Brief: Report, as a bare number, how many lines of the entries below contain "HashMap".

#### Data for analysis ####

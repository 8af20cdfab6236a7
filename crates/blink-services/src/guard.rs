//! Replay/duplicate suppression and match-request cooldown.
//!
//! Every advertisement is observed many times while a burst is on air, so
//! the receive path must collapse repeats into one dispatch. Two tables:
//!
//! - dedup: `(sender, kind, discriminator) → last seen`, short window,
//!   applied to every kind.
//! - cooldown: `sender → last accepted match request`, longer window. For
//!   match requests this table is authoritative and a throttled request does
//!   not touch the dedup table.
//!
//! A third table throttles our own outbound match requests per target.
//!
//! Both tables are swept lazily on every call, so memory stays bounded by
//! the number of senders seen within one window.

use std::collections::HashMap;
use std::time::Duration;

use tokio::time::Instant;

use blink_core::{PacketKind, PeerHash};

/// Identity of a logical message for duplicate suppression.
///
/// `discriminator` is the msg_id for chat (distinct messages from one sender
/// routinely arrive within a window) and zero for every other kind.
#[derive(Debug, Clone, Copy, PartialEq, Eq, Hash)]
pub struct DedupKey {
    pub sender: PeerHash,
    pub kind: PacketKind,
    pub discriminator: u8,
}

impl DedupKey {
    pub fn new(sender: PeerHash, kind: PacketKind, msg_id: u8) -> Self {
        let discriminator = if kind == PacketKind::Chat { msg_id } else { 0 };
        Self {
            sender,
            kind,
            discriminator,
        }
    }
}

/// Outcome of [`Guard::should_process`].
#[derive(Debug, Clone, Copy, PartialEq, Eq)]
pub enum Verdict {
    Accept,
    /// Same logical message seen within the dedup window.
    Duplicate,
    /// Match request from a sender still in cooldown.
    Cooldown,
}

pub struct Guard {
    dedup: HashMap<DedupKey, Instant>,
    cooldown: HashMap<PeerHash, Instant>,
    outbound: HashMap<PeerHash, Instant>,
    dedup_window: Duration,
    cooldown_window: Duration,
}

impl Guard {
    pub fn new(dedup_window: Duration, cooldown_window: Duration) -> Self {
        Self {
            dedup: HashMap::new(),
            cooldown: HashMap::new(),
            outbound: HashMap::new(),
            dedup_window,
            cooldown_window,
        }
    }

    /// Decide whether a reassembled message should be dispatched, recording
    /// it if so.
    pub fn should_process(&mut self, key: DedupKey, now: Instant) -> Verdict {
        self.sweep(now);

        if key.kind == PacketKind::MatchRequest && self.cooldown.contains_key(&key.sender) {
            return Verdict::Cooldown;
        }

        if self.dedup.contains_key(&key) {
            return Verdict::Duplicate;
        }

        self.dedup.insert(key, now);
        if key.kind == PacketKind::MatchRequest {
            self.cooldown.insert(key.sender, now);
        }
        Verdict::Accept
    }

    /// Local throttle: may we queue a match request to `target` now?
    /// Records the attempt when allowed.
    pub fn try_send_match_request(&mut self, target: PeerHash, now: Instant) -> bool {
        let window = self.cooldown_window;
        self.outbound
            .retain(|_, at| now.saturating_duration_since(*at) < window);
        if self.outbound.contains_key(&target) {
            return false;
        }
        self.outbound.insert(target, now);
        true
    }

    /// Remaining local cooldown before another request to `target`.
    pub fn outbound_cooldown_remaining(&self, target: &PeerHash, now: Instant) -> Option<Duration> {
        let at = self.outbound.get(target)?;
        self.cooldown_window
            .checked_sub(now.saturating_duration_since(*at))
            .filter(|d| !d.is_zero())
    }

    fn sweep(&mut self, now: Instant) {
        let dedup_window = self.dedup_window;
        let cooldown_window = self.cooldown_window;
        self.dedup
            .retain(|_, at| now.saturating_duration_since(*at) < dedup_window);
        self.cooldown
            .retain(|_, at| now.saturating_duration_since(*at) < cooldown_window);
    }

    /// Live entries in (dedup, cooldown) tables.
    pub fn len(&self) -> (usize, usize) {
        (self.dedup.len(), self.cooldown.len())
    }
}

####

Answer to the problem: 7